Eight UK universities are set to work closely with the UK's cyber intelligence agency after it recognised them as centres of excellence for cybersecurity research.
GCHQ, the UK's signals intelligence organisation, awarded eight UK universities the 'Academic Centre of Excellence in Cyber Security Research' status on Monday, laying the ground for deeper relationships between the institutions and the government agency.
"These first eight centres will play a vital role in boosting research, expanding our cyber skills base and fostering innovation in the field," Francis Maude, the minister for cybersecurity, said in a statement. "We want to make the UK one of the most secure places in the world to do business, by investing in the best expertise to keep pace with technological change."

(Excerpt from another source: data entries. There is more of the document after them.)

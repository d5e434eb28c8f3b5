//! Request/response shapes of the Gemini REST API (camelCase JSON).

use serde::{Deserialize, Serialize};
use serde_json::Value;

use crate::AiError;

#[derive(Debug, Clone, PartialEq, Serialize, Deserialize)]
pub struct Content {
    pub role: String,
    pub parts: Vec<Part>,
}

impl Content {
    pub fn text(role: &str, text: impl Into<String>) -> Self {
        Self {
            role: role.to_string(),
            parts: vec![Part::text(text)],
        }
    }
}

#[derive(Debug, Clone, PartialEq, Default, Serialize, Deserialize)]
#[serde(rename_all = "camelCase")]
pub struct Part {
    #[serde(default, skip_serializing_if = "Option::is_none")]
    pub text: Option<String>,
    #[serde(default, skip_serializing_if = "Option::is_none")]
    pub inline_data: Option<InlineData>,
}

impl Part {
    pub fn text(text: impl Into<String>) -> Self {
        Self {
            text: Some(text.into()),
            ..Default::default()
        }
    }
}

#[derive(Debug, Clone, PartialEq, Serialize, Deserialize)]
#[serde(rename_all = "camelCase")]
pub struct InlineData {
    pub mime_type: String,
    pub data: String,
}

#[derive(Debug, Serialize)]
#[serde(rename_all = "camelCase")]
pub struct GenerateRequest<'a> {
    #[serde(skip_serializing_if = "Option::is_none")]
    pub system_instruction: Option<SystemInstruction<'a>>,
    pub contents: &'a [Content],
    #[serde(skip_serializing_if = "Option::is_none")]
    pub generation_config: Option<Value>,
}

#[derive(Debug, Serialize)]
pub struct SystemInstruction<'a> {
    pub parts: [TextPart<'a>; 1],
}

#[derive(Debug, Serialize)]
pub struct TextPart<'a> {
    pub text: &'a str,
}

#[derive(Debug, Deserialize)]
pub struct GenerateResponse {
    #[serde(default)]
    pub candidates: Vec<Candidate>,
}

#[derive(Debug, Deserialize)]
pub struct Candidate {
    #[serde(default)]
    pub content: Option<Content>,
}

impl GenerateResponse {
    /// Concatenated text of the first candidate, if it has any.
    pub fn text(&self) -> Option<String> {
        let content = self.candidates.first()?.content.as_ref()?;
        let text: String = content
            .parts
            .iter()
            .filter_map(|p| p.text.as_deref())
            .collect();
        (!text.is_empty()).then_some(text)
    }
}

/// Parse one streamed chunk. Error objects embedded in the stream become
/// [`AiError::Server`].
pub fn parse_chunk(payload: &str) -> Result<Option<String>, AiError> {
    let value: Value =
        serde_json::from_str(payload).map_err(|e| AiError::malformed(e, payload))?;
    if let Some(err) = value.get("error") {
        let status = err.get("code").and_then(Value::as_u64).unwrap_or(500) as u16;
        let body = err
            .get("message")
            .and_then(Value::as_str)
            .unwrap_or("stream error")
            .to_string();
        return Err(AiError::Server { status, body });
    }
    let resp: GenerateResponse =
        serde_json::from_value(value).map_err(|e| AiError::malformed(e, payload))?;
    Ok(resp.text())
}

/// Incremental `text/event-stream` line decoder yielding `data:` payloads.
#[derive(Debug, Default)]
pub struct SseDecoder {
    buf: Vec<u8>,
}

impl SseDecoder {
    pub fn push(&mut self, bytes: &[u8]) -> Vec<String> {
        self.buf.extend_from_slice(bytes);
        let mut out = Vec::new();
        while let Some(pos) = self.buf.iter().position(|b| *b == b'\n') {
            let line: Vec<u8> = self.buf.drain(..=pos).collect();
            if let Some(data) = data_payload(&line) {
                out.push(data);
            }
        }
        out
    }

    /// Flush a trailing line that had no newline.
    pub fn finish(&mut self) -> Vec<String> {
        let line = std::mem::take(&mut self.buf);
        data_payload(&line).into_iter().collect()
    }
}

fn data_payload(line: &[u8]) -> Option<String> {
    let line = String::from_utf8_lossy(line);
    let line = line.trim_end_matches(['\r', '\n']);
    let data = line.strip_prefix("data:")?.trim_start();
    (!data.is_empty()).then(|| data.to_string())
}
//! The officer's fine-issuing life-cycle.
//!
//! [`UploadWorkflow`] walks one piece of evidence through
//! `Upload → Analyzing → Review → Saving → SendingEmail → Success`, and from
//! `Success` can scan a payment code to mark a violation paid. State that is
//! shared with the rest of the application (the violation list) lives in
//! [`ViolationBoard`], which the workflow calls back into.

mod error;
pub use error::{ScanError, WorkflowError};

pub mod board;
pub mod scan;
pub mod toast;
pub mod workflow;

#[cfg(test)]
mod testing;

pub use board::ViolationBoard;
pub use scan::{Camera, CodeDetector, Frame, VideoStream, parse_payment_code, redeem_payment_code};
pub use toast::Toast;
pub use workflow::{Evidence, ScanOutcome, Stage, UploadWorkflow};
//! Persisted auth session, so `login`, later commands and `logout` compose
//! across invocations.

use std::fs;
use std::io::ErrorKind;
use std::path::{Path, PathBuf};

use anyhow::Context;
use fineforce_store::Session;

const FILE_NAME: &str = "session.json";

/// `$HOME/.fineforce/session.json`, or `./.fineforce/session.json` without a home.
pub fn default_path() -> PathBuf {
    let base = std::env::var_os("HOME")
        .map(PathBuf::from)
        .unwrap_or_else(|| PathBuf::from("."));
    base.join(".fineforce").join(FILE_NAME)
}

pub fn load(path: &Path) -> anyhow::Result<Option<Session>> {
    let text = match fs::read_to_string(path) {
        Ok(text) => text,
        Err(e) if e.kind() == ErrorKind::NotFound => return Ok(None),
        Err(e) => return Err(e).with_context(|| format!("reading {}", path.display())),
    };
    let session = serde_json::from_str(&text)
        .with_context(|| format!("parsing session file {}", path.display()))?;
    Ok(Some(session))
}

pub fn save(path: &Path, session: &Session) -> anyhow::Result<()> {
    if let Some(dir) = path.parent() {
        fs::create_dir_all(dir).with_context(|| format!("creating {}", dir.display()))?;
    }
    let json = serde_json::to_string_pretty(session)?;
    fs::write(path, json).with_context(|| format!("writing {}", path.display()))?;
    Ok(())
}

pub fn clear(path: &Path) -> anyhow::Result<()> {
    match fs::remove_file(path) {
        Ok(()) => Ok(()),
        Err(e) if e.kind() == ErrorKind::NotFound => Ok(()),
        Err(e) => Err(e).with_context(|| format!("removing {}", path.display())),
    }
}

#[cfg(test)]
mod tests {
    use super::*;
    use fineforce_core::User;

    fn session() -> Session {
        Session {
            access_token: "eyJhbGciOi.token".into(),
            refresh_token: Some("r1".into()),
            expires_at: Some(1_800_000_000),
            user: User::from_parts(
                "u-1".into(),
                Some("asha@traffic.gov.in".into()),
                Some("Asha".into()),
                Some("KA-0421".into()),
            ),
        }
    }

    #[test]
    fn save_load_clear() {
        let dir = tempfile::tempdir().unwrap();
        let path = dir.path().join("nested").join(FILE_NAME);

        assert!(load(&path).unwrap().is_none());
        save(&path, &session()).unwrap();
        let loaded = load(&path).unwrap().unwrap();
        assert_eq!(loaded.user.officer_id, "KA-0421");
        assert_eq!(loaded.access_token, "eyJhbGciOi.token");

        clear(&path).unwrap();
        assert!(load(&path).unwrap().is_none());
        clear(&path).unwrap();
    }

    #[test]
    fn corrupt_file_is_an_error() {
        let dir = tempfile::tempdir().unwrap();
        let path = dir.path().join(FILE_NAME);
        fs::write(&path, "{not json").unwrap();
        let err = load(&path).unwrap_err();
        assert!(err.to_string().contains("parsing session file"));
    }
}
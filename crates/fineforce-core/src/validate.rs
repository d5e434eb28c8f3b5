//! Local form validation. Failures here block an action before any remote call.

use std::sync::LazyLock;

use regex::Regex;
use thiserror::Error;

pub const MIN_PASSWORD_LEN: usize = 6;

static EMAIL: LazyLock<Regex> =
    LazyLock::new(|| Regex::new(r"^\S+@\S+\.\S+$").expect("email pattern is valid"));

#[derive(Debug, Clone, PartialEq, Eq, Error)]
pub enum ValidationError {
    #[error("Please provide an image for analysis.")]
    MissingImage,
    #[error("Please enter a valid email address for the notification.")]
    InvalidEmail,
    #[error("Cannot save, violation type is not specified.")]
    UnresolvedType,
    #[error("Password must be at least {MIN_PASSWORD_LEN} characters long.")]
    PasswordTooShort,
}

/// Basic `local@domain.tld` shape check.
pub fn is_valid_email(s: &str) -> bool {
    EMAIL.is_match(s)
}

pub fn validate_password(password: &str) -> Result<(), ValidationError> {
    if password.chars().count() < MIN_PASSWORD_LEN {
        return Err(ValidationError::PasswordTooShort);
    }
    Ok(())
}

The centres will open for business on 1 July 2012 for five years, during which time GCHQ hopes other universities will beef up their cybersecurity capabilities to meet the criteria for being recognised as centres of excellence.
To fulfil the "stringent criteria", each institution must have an active doctoral level student programme in cybersecurity, sustainable external research funding, produce high quality peer-reviewed publications, employ staff who have a track record in cybersecurity research and host a research environment with "a clear focus and a clear future strategy and vision," a GCHQ spokesperson told ZDNet UK on Wednesday.
Each of the institutions will initially get a £50,000 capital investment from GCHQ, more information about "Government and industrial cyber issues" and advice on what areas of cybersecurity research to pursue, the organisation wrote on Monday.
In the future GCHQ plans to sponsor PHD student research projects, establish further centres of excellence and form a research institution in the "science of cyber security".
The awards follow the news in mid-November that GCHQ is set to take a major role in the UK's new cybersecurity strategy.